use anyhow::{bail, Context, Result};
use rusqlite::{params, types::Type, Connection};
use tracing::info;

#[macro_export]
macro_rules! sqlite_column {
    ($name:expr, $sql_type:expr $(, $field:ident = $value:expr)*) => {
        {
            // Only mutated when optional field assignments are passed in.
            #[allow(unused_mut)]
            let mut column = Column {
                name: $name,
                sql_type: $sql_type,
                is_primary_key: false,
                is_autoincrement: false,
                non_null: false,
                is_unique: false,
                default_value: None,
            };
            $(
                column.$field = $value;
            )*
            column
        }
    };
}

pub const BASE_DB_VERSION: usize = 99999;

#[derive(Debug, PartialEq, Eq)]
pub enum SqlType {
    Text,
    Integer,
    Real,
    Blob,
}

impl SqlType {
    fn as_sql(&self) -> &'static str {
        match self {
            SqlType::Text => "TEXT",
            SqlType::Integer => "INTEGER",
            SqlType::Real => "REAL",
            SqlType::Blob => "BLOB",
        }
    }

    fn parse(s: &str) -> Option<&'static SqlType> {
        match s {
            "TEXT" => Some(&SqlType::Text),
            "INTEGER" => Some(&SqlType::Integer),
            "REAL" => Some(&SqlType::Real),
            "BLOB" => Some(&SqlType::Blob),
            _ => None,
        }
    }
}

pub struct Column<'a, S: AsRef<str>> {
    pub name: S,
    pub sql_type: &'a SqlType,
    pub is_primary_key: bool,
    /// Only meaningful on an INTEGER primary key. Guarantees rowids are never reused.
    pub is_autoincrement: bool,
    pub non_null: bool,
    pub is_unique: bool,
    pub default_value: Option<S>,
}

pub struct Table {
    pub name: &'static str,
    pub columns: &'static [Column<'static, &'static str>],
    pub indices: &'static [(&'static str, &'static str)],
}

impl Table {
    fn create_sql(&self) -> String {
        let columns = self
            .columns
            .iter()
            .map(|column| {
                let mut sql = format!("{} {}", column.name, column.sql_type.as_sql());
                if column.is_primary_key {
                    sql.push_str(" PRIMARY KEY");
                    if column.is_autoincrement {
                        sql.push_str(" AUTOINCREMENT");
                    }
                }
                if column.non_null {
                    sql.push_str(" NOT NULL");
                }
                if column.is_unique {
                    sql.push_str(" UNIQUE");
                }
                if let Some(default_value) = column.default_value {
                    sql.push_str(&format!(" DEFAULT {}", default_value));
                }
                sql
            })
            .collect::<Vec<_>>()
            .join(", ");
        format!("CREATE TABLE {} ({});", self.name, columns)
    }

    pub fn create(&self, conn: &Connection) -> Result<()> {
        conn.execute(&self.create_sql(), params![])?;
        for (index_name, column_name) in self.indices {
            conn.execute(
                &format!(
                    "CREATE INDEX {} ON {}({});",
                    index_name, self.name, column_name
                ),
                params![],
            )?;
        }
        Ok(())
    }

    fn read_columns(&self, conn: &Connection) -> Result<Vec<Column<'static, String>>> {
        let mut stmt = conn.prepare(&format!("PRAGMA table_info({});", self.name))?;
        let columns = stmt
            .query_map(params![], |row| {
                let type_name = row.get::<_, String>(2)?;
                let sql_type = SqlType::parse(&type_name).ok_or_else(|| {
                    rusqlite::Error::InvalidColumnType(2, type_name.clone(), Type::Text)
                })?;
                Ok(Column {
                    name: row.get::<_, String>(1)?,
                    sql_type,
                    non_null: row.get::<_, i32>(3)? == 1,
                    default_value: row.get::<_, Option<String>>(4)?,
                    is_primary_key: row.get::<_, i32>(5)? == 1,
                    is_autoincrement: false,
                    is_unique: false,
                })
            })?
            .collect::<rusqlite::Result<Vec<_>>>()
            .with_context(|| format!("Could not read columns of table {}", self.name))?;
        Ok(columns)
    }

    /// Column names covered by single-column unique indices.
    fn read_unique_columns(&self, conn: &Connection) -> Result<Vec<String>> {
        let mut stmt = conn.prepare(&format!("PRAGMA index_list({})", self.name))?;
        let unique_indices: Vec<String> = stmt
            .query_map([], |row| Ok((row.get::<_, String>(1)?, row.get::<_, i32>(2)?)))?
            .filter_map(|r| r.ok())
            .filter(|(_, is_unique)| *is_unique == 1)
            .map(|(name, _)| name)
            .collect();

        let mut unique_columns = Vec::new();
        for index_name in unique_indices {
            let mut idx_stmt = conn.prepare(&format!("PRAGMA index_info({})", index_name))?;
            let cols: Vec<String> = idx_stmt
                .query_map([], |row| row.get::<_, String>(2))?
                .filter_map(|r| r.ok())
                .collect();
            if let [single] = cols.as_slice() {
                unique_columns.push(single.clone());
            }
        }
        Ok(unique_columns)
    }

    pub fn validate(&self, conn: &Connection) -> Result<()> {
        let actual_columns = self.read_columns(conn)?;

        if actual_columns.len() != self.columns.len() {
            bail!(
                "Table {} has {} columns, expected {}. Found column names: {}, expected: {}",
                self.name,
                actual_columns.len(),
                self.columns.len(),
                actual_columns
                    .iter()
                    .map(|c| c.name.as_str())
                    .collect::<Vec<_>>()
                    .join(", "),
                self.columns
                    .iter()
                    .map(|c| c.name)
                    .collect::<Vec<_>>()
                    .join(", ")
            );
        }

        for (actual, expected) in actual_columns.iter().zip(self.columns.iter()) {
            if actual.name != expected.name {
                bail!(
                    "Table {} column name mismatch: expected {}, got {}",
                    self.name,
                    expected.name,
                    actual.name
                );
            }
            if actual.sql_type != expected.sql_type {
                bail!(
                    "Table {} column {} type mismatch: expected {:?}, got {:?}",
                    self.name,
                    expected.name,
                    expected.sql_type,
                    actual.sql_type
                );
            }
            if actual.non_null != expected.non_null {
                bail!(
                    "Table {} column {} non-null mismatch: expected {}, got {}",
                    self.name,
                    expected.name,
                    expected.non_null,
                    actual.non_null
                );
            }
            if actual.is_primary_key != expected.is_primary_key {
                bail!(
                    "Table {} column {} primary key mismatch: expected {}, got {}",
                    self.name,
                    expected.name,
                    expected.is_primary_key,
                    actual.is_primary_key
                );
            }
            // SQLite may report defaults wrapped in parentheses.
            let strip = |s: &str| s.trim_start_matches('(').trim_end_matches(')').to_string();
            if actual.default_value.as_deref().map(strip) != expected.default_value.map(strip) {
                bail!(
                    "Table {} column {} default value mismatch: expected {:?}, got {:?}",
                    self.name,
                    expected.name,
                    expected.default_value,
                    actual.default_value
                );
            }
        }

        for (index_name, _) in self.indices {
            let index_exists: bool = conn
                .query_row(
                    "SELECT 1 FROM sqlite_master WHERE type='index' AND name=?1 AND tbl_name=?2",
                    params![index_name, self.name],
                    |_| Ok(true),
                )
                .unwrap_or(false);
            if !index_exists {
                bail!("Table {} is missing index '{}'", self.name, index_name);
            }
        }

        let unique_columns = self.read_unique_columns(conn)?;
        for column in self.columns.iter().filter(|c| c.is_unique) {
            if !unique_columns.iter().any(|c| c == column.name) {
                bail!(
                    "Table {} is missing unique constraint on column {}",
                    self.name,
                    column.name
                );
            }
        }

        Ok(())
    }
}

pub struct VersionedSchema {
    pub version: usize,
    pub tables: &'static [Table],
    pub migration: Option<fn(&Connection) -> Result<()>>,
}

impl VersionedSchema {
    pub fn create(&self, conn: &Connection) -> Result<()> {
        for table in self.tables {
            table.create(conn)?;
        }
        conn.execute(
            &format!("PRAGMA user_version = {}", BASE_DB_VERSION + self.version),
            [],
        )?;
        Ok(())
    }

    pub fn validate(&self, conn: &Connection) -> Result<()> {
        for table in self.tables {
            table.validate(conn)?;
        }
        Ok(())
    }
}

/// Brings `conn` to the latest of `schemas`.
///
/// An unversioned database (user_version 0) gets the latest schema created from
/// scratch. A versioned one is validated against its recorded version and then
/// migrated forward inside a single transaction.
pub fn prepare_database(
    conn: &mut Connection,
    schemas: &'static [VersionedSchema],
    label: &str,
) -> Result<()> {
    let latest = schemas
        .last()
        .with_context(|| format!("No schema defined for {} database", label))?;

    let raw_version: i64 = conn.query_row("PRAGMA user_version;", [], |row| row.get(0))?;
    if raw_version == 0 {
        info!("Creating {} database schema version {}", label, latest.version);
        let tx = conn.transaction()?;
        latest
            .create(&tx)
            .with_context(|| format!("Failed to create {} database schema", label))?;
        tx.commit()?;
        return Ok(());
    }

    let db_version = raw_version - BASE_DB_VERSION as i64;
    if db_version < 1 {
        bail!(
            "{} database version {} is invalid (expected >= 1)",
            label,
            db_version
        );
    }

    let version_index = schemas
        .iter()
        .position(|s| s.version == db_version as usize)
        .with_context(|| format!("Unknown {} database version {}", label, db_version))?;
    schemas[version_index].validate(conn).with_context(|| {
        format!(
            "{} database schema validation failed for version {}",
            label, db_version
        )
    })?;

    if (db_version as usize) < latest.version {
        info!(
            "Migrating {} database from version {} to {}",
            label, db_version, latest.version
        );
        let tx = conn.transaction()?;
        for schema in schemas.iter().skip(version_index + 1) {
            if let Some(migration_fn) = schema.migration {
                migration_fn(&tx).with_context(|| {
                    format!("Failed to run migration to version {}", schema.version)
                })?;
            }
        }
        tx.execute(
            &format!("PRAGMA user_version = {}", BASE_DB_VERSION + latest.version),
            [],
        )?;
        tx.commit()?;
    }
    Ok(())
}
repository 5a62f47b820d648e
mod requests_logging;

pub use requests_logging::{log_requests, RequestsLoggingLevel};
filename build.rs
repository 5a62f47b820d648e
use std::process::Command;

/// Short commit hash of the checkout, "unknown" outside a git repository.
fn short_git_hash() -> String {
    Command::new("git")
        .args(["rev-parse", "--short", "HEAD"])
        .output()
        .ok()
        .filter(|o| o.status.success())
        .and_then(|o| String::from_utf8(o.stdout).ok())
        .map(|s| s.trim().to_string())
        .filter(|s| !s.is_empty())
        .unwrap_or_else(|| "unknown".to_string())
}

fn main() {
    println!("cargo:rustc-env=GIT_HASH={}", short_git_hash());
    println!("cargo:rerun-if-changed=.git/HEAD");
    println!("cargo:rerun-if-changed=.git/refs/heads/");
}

• WORK TO COMPLETE: All lines that contain the word "PRAGMA" should be copied from the listing.

• RESPONSE TO THE TASK:
        let mut stmt = conn.prepare(&format!("PRAGMA table_info({});", self.name))?;
        let mut stmt = conn.prepare(&format!("PRAGMA index_list({})", self.name))?;
            let mut idx_stmt = conn.prepare(&format!("PRAGMA index_info({})", index_name))?;
            &format!("PRAGMA user_version = {}", BASE_DB_VERSION + self.version),
    let raw_version: i64 = conn.query_row("PRAGMA user_version;", [], |row| row.get(0))?;
            &format!("PRAGMA user_version = {}", BASE_DB_VERSION + latest.version),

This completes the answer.